Thirty-two consecutive, critically ill, mechanically ventilated patients with combined acute hepatic and renal failure.

INTERVENTIONS:

Patients were randomized to treatment with either intermittent machine hemofiltration or continuous modes of renal replacement therapy; continuous arteriovenous hemofiltration (CAVH) or arteriovenous hemofiltration with dialysis (CAVHD), provided intracranial pressure was controlled.

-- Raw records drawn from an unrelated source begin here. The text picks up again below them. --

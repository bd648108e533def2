//! # zenwebp-lite
//!
//! Pure-Rust WebP container codec.
//!
//! Reads and writes the RIFF/WebP container (`VP8 `, `VP8L`, `VP8X`, `ALPH`,
//! `ICCP`, `EXIF`, `XMP `) with real chunk and frame headers. The payload
//! inside the image chunks is coded by an in-house engine (spatial
//! prediction plus zlib), so files round-trip through this crate but are
//! not meant for other WebP decoders.
//!
//! ## Usage
//!
//! ```rust
//! use zenwebp_lite::{DecodeRequest, EncodeRequest, EncoderConfig, PixelLayout};
//!
//! let pixels = vec![255u8, 0, 0, 255].repeat(4);
//! let webp = EncodeRequest::new(EncoderConfig::new().lossless(true))
//!     .encode(&pixels, PixelLayout::Rgba8, 2, 2)?
//!     .data;
//!
//! let info = zenwebp_lite::get_info(&webp)?;
//! assert_eq!((info.width, info.height), (2, 2));
//!
//! let decoded = DecodeRequest::new(&webp)
//!     .with_output_layout(PixelLayout::Rgba8)
//!     .decode()?;
//! assert_eq!(decoded.pixels.as_bytes(), &pixels[..]);
//! # Ok::<(), zenwebp_lite::CodecError>(())
//! ```
//!
//! ## Features
//!
//! - `std` (default): standard library support.
//! - `threads`: row-parallel coding with rayon. Output bytes do not depend
//!   on the thread count.

#![cfg_attr(not(feature = "std"), no_std)]
#![forbid(unsafe_code)]

extern crate alloc;

mod codecs;
mod config;
mod decode;
mod distortion;
mod encode;
mod error;
mod format;
mod info;
mod limits;
mod picture;
mod pipeline;
mod pixel;
mod probe;
mod registry;
mod riff;

pub use codecs::vp8l::Predictor;
pub use config::{EncoderConfig, ImageHint, Preset, ValidConfig};
pub use decode::{
    decode, decode_with_options, thumbnail_fast, thumbnail_quality, CropRect, DecodeOptions,
    DecodeOutput, DecodeRequest, DecodeState, OutputInfo, ScaleSize,
};
pub use distortion::{measure, Metric};
pub use encode::{
    encode_lossless, encode_lossless_with_speed, encode_lossy, encode_lossy_with_speed,
    encode_near_lossless, EncodeOutput, EncodeRequest, EncodeSink, EncodeStats, FnSink,
};
pub use enough::{Stop, StopReason, Unstoppable};
pub use error::{CodecError, SinkError};
pub use format::{is_webp, BitstreamFormat};
pub use info::{get_info, BitstreamFeatures};
pub use limits::{ImageMetadata, Limits};
pub use picture::{Picture, PictureData, YuvaPlanes};
pub use pixel::{PixelData, PixelLayout};
pub use probe::MAX_DIMENSION;
pub use registry::{Capabilities, Feature};

const fn parse_version(s: &str) -> u32 {
    let bytes = s.as_bytes();
    let mut value = 0u32;
    let mut i = 0;
    while i < bytes.len() {
        value = value * 10 + (bytes[i] - b'0') as u32;
        i += 1;
    }
    value
}

const VERSION: (u32, u32, u32) = (
    parse_version(env!("CARGO_PKG_VERSION_MAJOR")),
    parse_version(env!("CARGO_PKG_VERSION_MINOR")),
    parse_version(env!("CARGO_PKG_VERSION_PATCH")),
);

/// `(major, minor, patch)` of this crate.
pub fn version() -> (u32, u32, u32) {
    VERSION
}

#[cfg(test)]
mod tests {
    #[test]
    fn version_matches_manifest() {
        let (major, minor, patch) = super::version();
        let joined = alloc::format!("{major}.{minor}.{patch}");
        assert!(env!("CARGO_PKG_VERSION").starts_with(&joined));
    }
}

MEASUREMENTS AND MAIN RESULTS:

Cardiac output, tissue oxygen delivery (DO2), and uptake were assessed during 32 treatments with intermittent machine hemofiltration (4 hrs) and during the first 5 hrs of 25 continuous treatments (CAVH and CAVHD). During the first hour of treatment, there was a reduction in cardiac index of 15 +/- 2% during intermittent machine hemofiltration compared with no significant change during the continuous modes of treatment (CAVH/CAVHD) (3 +/- 3%; p < .05). This reduction in cardiac output during intermittent machine hemofiltration was associated with a maximum reduction in mean arterial pressure from 82 +/- 2 to 66 +/- 2 mm Hg (p < .001), a reduction in pulmonary artery occlusion pressure of 27 +/- 4%, tissue DO2 of 15 +/- 3%, and tissue oxygen uptake of 12 +/- 5%, with no significant change in systemic vascular resistance and an increase in pulmonary vascular resistance of 50 +/- 12%. In addition, there was a maximum increase in intracranial pressure of 45 +/- 5% during the first hour of intermittent machine hemofiltration. There were no significant changes during the same time period during the continuous modes of renal replacement therapy.

CONCLUSIONS:

In critically ill patients, in whom DO2 is impaired, the use of continuous forms of renal replacement therapy is preferred for its improved cardiovascular tolerance compared with daily intermittent machine treatments.